TASK BRIEF
Repeat exactly each line of the data provided below.

Collected data entries
━━━━
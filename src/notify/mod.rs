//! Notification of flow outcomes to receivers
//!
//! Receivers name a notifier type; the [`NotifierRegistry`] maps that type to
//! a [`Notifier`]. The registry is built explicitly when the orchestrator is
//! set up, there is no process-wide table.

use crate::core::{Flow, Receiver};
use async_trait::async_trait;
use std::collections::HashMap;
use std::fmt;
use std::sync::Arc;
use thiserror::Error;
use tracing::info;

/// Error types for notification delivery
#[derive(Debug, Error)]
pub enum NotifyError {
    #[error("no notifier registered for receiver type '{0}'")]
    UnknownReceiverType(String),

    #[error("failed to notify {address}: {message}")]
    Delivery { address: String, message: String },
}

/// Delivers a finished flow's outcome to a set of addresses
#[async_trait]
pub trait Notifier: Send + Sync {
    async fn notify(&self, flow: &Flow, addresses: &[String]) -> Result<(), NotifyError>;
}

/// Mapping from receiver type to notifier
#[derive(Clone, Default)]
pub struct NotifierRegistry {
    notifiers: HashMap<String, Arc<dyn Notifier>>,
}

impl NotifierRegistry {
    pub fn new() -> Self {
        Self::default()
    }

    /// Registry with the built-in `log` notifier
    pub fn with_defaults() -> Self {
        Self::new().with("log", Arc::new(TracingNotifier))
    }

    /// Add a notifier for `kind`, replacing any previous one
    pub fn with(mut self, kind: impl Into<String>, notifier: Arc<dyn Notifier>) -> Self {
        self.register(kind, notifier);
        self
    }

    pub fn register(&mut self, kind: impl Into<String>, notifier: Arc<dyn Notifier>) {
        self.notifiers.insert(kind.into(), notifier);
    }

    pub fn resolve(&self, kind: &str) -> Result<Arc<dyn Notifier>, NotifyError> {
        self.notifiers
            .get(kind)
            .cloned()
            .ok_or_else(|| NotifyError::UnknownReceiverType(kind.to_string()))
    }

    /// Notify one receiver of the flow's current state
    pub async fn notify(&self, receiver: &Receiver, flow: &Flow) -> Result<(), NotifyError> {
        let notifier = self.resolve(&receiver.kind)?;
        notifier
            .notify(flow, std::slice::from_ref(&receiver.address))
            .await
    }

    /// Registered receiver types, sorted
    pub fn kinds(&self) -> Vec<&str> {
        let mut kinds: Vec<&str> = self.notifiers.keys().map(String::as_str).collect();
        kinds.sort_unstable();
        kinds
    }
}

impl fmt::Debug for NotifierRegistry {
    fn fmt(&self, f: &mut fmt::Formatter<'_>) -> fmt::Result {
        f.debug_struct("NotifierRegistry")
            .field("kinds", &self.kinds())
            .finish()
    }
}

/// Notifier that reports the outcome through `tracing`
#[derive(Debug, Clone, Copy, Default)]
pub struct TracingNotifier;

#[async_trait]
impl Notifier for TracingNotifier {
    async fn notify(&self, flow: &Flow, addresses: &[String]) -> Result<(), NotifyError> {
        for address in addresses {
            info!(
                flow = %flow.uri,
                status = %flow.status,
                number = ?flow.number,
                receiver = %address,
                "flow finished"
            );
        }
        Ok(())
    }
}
━━━━
OUTPUT BELOW
filename src/notify/mod.rs
//! Notification of flow outcomes to receivers
//!
//! Receivers name a notifier type; the [`NotifierRegistry`] maps that type to
//! a [`Notifier`]. The registry is built explicitly when the orchestrator is
//! set up, there is no process-wide table.

use crate::core::{Flow, Receiver};
use async_trait::async_trait;
use std::collections::HashMap;
use std::fmt;
use std::sync::Arc;
use thiserror::Error;
use tracing::info;

/// Error types for notification delivery
#[derive(Debug, Error)]
pub enum NotifyError {
    #[error("no notifier registered for receiver type '{0}'")]
    UnknownReceiverType(String),

    #[error("failed to notify {address}: {message}")]
    Delivery { address: String, message: String },
}

/// Delivers a finished flow's outcome to a set of addresses
#[async_trait]
pub trait Notifier: Send + Sync {
    async fn notify(&self, flow: &Flow, addresses: &[String]) -> Result<(), NotifyError>;
}

/// Mapping from receiver type to notifier
#[derive(Clone, Default)]
pub struct NotifierRegistry {
    notifiers: HashMap<String, Arc<dyn Notifier>>,
}

impl NotifierRegistry {
    pub fn new() -> Self {
        Self::default()
    }

    /// Registry with the built-in `log` notifier
    pub fn with_defaults() -> Self {
        Self::new().with("log", Arc::new(TracingNotifier))
    }

    /// Add a notifier for `kind`, replacing any previous one
    pub fn with(mut self, kind: impl Into<String>, notifier: Arc<dyn Notifier>) -> Self {
        self.register(kind, notifier);
        self
    }

    pub fn register(&mut self, kind: impl Into<String>, notifier: Arc<dyn Notifier>) {
        self.notifiers.insert(kind.into(), notifier);
    }

    pub fn resolve(&self, kind: &str) -> Result<Arc<dyn Notifier>, NotifyError> {
        self.notifiers
            .get(kind)
            .cloned()
            .ok_or_else(|| NotifyError::UnknownReceiverType(kind.to_string()))
    }

    /// Notify one receiver of the flow's current state
    pub async fn notify(&self, receiver: &Receiver, flow: &Flow) -> Result<(), NotifyError> {
        let notifier = self.resolve(&receiver.kind)?;
        notifier
            .notify(flow, std::slice::from_ref(&receiver.address))
            .await
    }

    /// Registered receiver types, sorted
    pub fn kinds(&self) -> Vec<&str> {
        let mut kinds: Vec<&str> = self.notifiers.keys().map(String::as_str).collect();
        kinds.sort_unstable();
        kinds
    }
}

impl fmt::Debug for NotifierRegistry {
    fn fmt(&self, f: &mut fmt::Formatter<'_>) -> fmt::Result {
        f.debug_struct("NotifierRegistry")
            .field("kinds", &self.kinds())
            .finish()
    }
}

/// Notifier that reports the outcome through `tracing`
#[derive(Debug, Clone, Copy, Default)]
pub struct TracingNotifier;

#[async_trait]
impl Notifier for TracingNotifier {
    async fn notify(&self, flow: &Flow, addresses: &[String]) -> Result<(), NotifyError> {
        for address in addresses {
            info!(
                flow = %flow.uri,
                status = %flow.status,
                number = ?flow.number,
                receiver = %address,
                "flow finished"
            );
        }
        Ok(())
    }
}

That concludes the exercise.